First off, what does fileless mean?

Well, fileless code, once it’s gotten inside a computer system, doesn’t create copies of itself in the form of files on disk – thereby avoiding detection by traditional methods, for example with an antivirus monitor.

So, how does such ‘ghost malware’ exist inside a system? Actually, it resides in the memory of trusted processes! Oh yes. Oh eek.

In Windows (actually, not only Windows), there has always existed the ability to execute dynamic code, which, in particular, is used for just-in-time compilation; that is, turning program code into machine code not straight away, but as and when it may be needed. This approach increases the execution speed for some applications. And to support this functionality Windows allows applications to place code into the process memory (or even into other trusted process memory) and execute it.

Hardly a great idea from the security standpoint, but what can you do? It’s how millions of applications written in Java, .NET, PHP, Python and other languages and for other platforms have been working for decades.
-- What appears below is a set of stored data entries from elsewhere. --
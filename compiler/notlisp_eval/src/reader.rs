//! Conversion from parse tree to values.

use notlisp_parse::{NodeKind, ParseNode};
use notlisp_stack::ensure_sufficient_stack;
use tracing::debug;

use notlisp_value::{invalid_number, EvalError, Value};

/// Convert a parse-tree node into a value.
///
/// The program root and `( )` groups become S-Expressions, `{ }` groups
/// become Q-Expressions. Delimiter and boundary children are skipped.
/// A number literal that is not a valid `i64` reads as an error value.
pub fn read(node: &ParseNode) -> Value {
    match node.kind {
        NodeKind::Number => read_number(&node.contents),
        NodeKind::Symbol => Value::symbol(node.contents.as_str()),
        NodeKind::Program | NodeKind::SExpr => read_list(Value::sexpr(), node),
        NodeKind::QExpr => read_list(Value::qexpr(), node),
        NodeKind::Delimiter | NodeKind::Boundary => Value::error(EvalError::new(format!(
            "cannot read '{}' node",
            node.tag()
        ))),
    }
}

fn read_number(literal: &str) -> Value {
    match literal.parse::<i64>() {
        Ok(n) => Value::number(n),
        Err(err) => {
            debug!(literal, %err, "number literal rejected");
            Value::error(invalid_number(literal))
        }
    }
}

fn read_list(list: Value, node: &ParseNode) -> Value {
    ensure_sufficient_stack(|| {
        node.value_children()
            .fold(list, |list, child| list.with(read(child)))
    })
}

#[cfg(test)]
#[expect(clippy::unwrap_used, reason = "Tests use unwrap for brevity")]
mod tests;
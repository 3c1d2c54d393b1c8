//! Recursive-descent parser over the lexeme stream.

use notlisp_stack::ensure_sufficient_stack;

use crate::error::ParseError;
use crate::lexer::{lex, Lexeme, Token};
use crate::node::{NodeKind, ParseNode};
use crate::span::Span;

/// Parse a complete input into a `Program` tree.
///
/// The root holds a `Boundary` node, the top-level expressions, and a
/// closing `Boundary` node. Empty input yields a root with only the two
/// boundaries.
pub fn parse(source: &str) -> Result<ParseNode, ParseError> {
    let lexemes = lex(source)?;
    Parser {
        lexemes: &lexemes,
        pos: 0,
    }
    .program(Span::from_range(0..source.len()))
}

struct Parser<'a, 'src> {
    lexemes: &'a [Lexeme<'src>],
    pos: usize,
}

impl<'src> Parser<'_, 'src> {
    #[inline]
    fn peek(&self) -> Option<Lexeme<'src>> {
        self.lexemes.get(self.pos).copied()
    }

    #[inline]
    fn advance(&mut self) {
        self.pos += 1;
    }

    fn program(mut self, whole: Span) -> Result<ParseNode, ParseError> {
        let mut root = ParseNode::branch(NodeKind::Program, whole);
        root.children
            .push(ParseNode::branch(NodeKind::Boundary, Span::point(0)));

        while let Some(lexeme) = self.peek() {
            root.children.push(self.expr(lexeme)?);
        }

        root.children
            .push(ParseNode::branch(NodeKind::Boundary, Span::point(whole.end)));
        Ok(root)
    }

    /// Parse the expression starting at `lexeme`, the current lexeme.
    fn expr(&mut self, lexeme: Lexeme<'src>) -> Result<ParseNode, ParseError> {
        self.advance();
        match lexeme.token {
            Token::Number => Ok(ParseNode::leaf(NodeKind::Number, lexeme.text, lexeme.span)),
            Token::Symbol => Ok(ParseNode::leaf(NodeKind::Symbol, lexeme.text, lexeme.span)),
            Token::LParen => self.group(lexeme, NodeKind::SExpr),
            Token::LBrace => self.group(lexeme, NodeKind::QExpr),
            Token::RParen | Token::RBrace => Err(ParseError::UnmatchedClose {
                found: bracket(lexeme.token),
                span: lexeme.span,
            }),
        }
    }

    fn group(&mut self, open: Lexeme<'src>, kind: NodeKind) -> Result<ParseNode, ParseError> {
        ensure_sufficient_stack(|| {
            let mut node = ParseNode::branch(kind, open.span);
            node.children.push(delimiter(open));

            loop {
                let Some(lexeme) = self.peek() else {
                    return Err(ParseError::Unclosed {
                        open: bracket(open.token),
                        span: open.span,
                    });
                };

                if Some(lexeme.token) == open.token.closer() {
                    self.advance();
                    node.span = open.span.merge(lexeme.span);
                    node.children.push(delimiter(lexeme));
                    return Ok(node);
                }

                if lexeme.token.is_close() {
                    return Err(ParseError::MismatchedClose {
                        open: bracket(open.token),
                        expected: open.token.closer().map_or(' ', bracket),
                        found: bracket(lexeme.token),
                        span: lexeme.span,
                        open_span: open.span,
                    });
                }

                node.children.push(self.expr(lexeme)?);
            }
        })
    }
}

fn delimiter(lexeme: Lexeme<'_>) -> ParseNode {
    ParseNode::leaf(NodeKind::Delimiter, lexeme.text, lexeme.span)
}

fn bracket(token: Token) -> char {
    token.delimiter().unwrap_or(' ')
}
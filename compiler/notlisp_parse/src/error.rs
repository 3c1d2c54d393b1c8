//! Syntax errors.

use thiserror::Error;

use crate::span::Span;

/// Why an input could not be parsed.
#[derive(Clone, Debug, PartialEq, Eq, Error)]
pub enum ParseError {
    #[error("unexpected character '{text}'")]
    UnexpectedCharacter { text: String, span: Span },

    #[error("unmatched closing '{found}'")]
    UnmatchedClose { found: char, span: Span },

    #[error("unclosed '{open}'")]
    Unclosed { open: char, span: Span },

    #[error("expected '{expected}' to close '{open}', found '{found}'")]
    MismatchedClose {
        open: char,
        expected: char,
        found: char,
        span: Span,
        open_span: Span,
    },
}

impl ParseError {
    /// Location of the offending input.
    pub fn span(&self) -> Span {
        match self {
            ParseError::UnexpectedCharacter { span, .. }
            | ParseError::UnmatchedClose { span, .. }
            | ParseError::Unclosed { span, .. }
            | ParseError::MismatchedClose { span, .. } => *span,
        }
    }

    /// Short text to attach to [`ParseError::span`] in a report.
    pub fn label(&self) -> &'static str {
        match self {
            ParseError::UnexpectedCharacter { .. } => "not valid here",
            ParseError::UnmatchedClose { .. } => "nothing to close",
            ParseError::Unclosed { .. } => "opened here but never closed",
            ParseError::MismatchedClose { .. } => "wrong closing bracket",
        }
    }

    /// The opening bracket a mismatched close was paired against.
    pub fn related_span(&self) -> Option<Span> {
        match self {
            ParseError::MismatchedClose { open_span, .. } => Some(*open_span),
            _ => None,
        }
    }
}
Predictably, the cyberbaddies took advantage of the ability to use dynamic code, inventing various methods to abuse it. And one of the most convenient and therefore widespread methods they use is something called reflective PE injection. A what?! Let me explain (it is, actually, rather interesting, so do please bear with me:)…

Launching an application by clicking on its icon – fairly simple and straightforward, right? It does look simple, but actually, under the hood, there’s all sorts goes on: a system loader is called up, which takes the respective file from disk, loads it into memory and executes it. And this standard process is controlled by antivirus monitors, which check the application’s security on the fly.

Now, when there’s a ‘reflection’, code is loaded bypassing the system loader (and thus also bypassing the antivirus monitor). The code is placed directly into the memory of a trusted process, creating a ‘reflection’ of the original executable module. Such reflection can be executed as a real module loaded by a standard method, but it isn’t registered in the list of modules and, as mentioned above, it doesn’t have a file on disk.

What’s more, unlike other techniques for injecting code (for example, via shellcode), a reflection injection allows to create functionally advanced code in high-level programming languages and standard development frameworks with hardly any limitations. So what you get is: (i) no files, (ii) concealment behind trusted process, (iii) invisibility to traditional protective technologies, and (iv) a free hand to cause some havoc.

So naturally, reflected injections were a mega-hit with developers of malicious code: At first they appeared in exploit packs, then cyber-spies got in on the game (for example, Lazarus and Turla), then advanced cybercriminals (as it’s a useful and legitimate way of executing complex code!), then petty cybercriminals.

Now, on the other side of the barricades, finding such a fileless infection is no walk in the cyber-park. So it’s no wonder really that most cybersecurity brands aren’t too hot at it. Some can hardly do it at all.

Read on…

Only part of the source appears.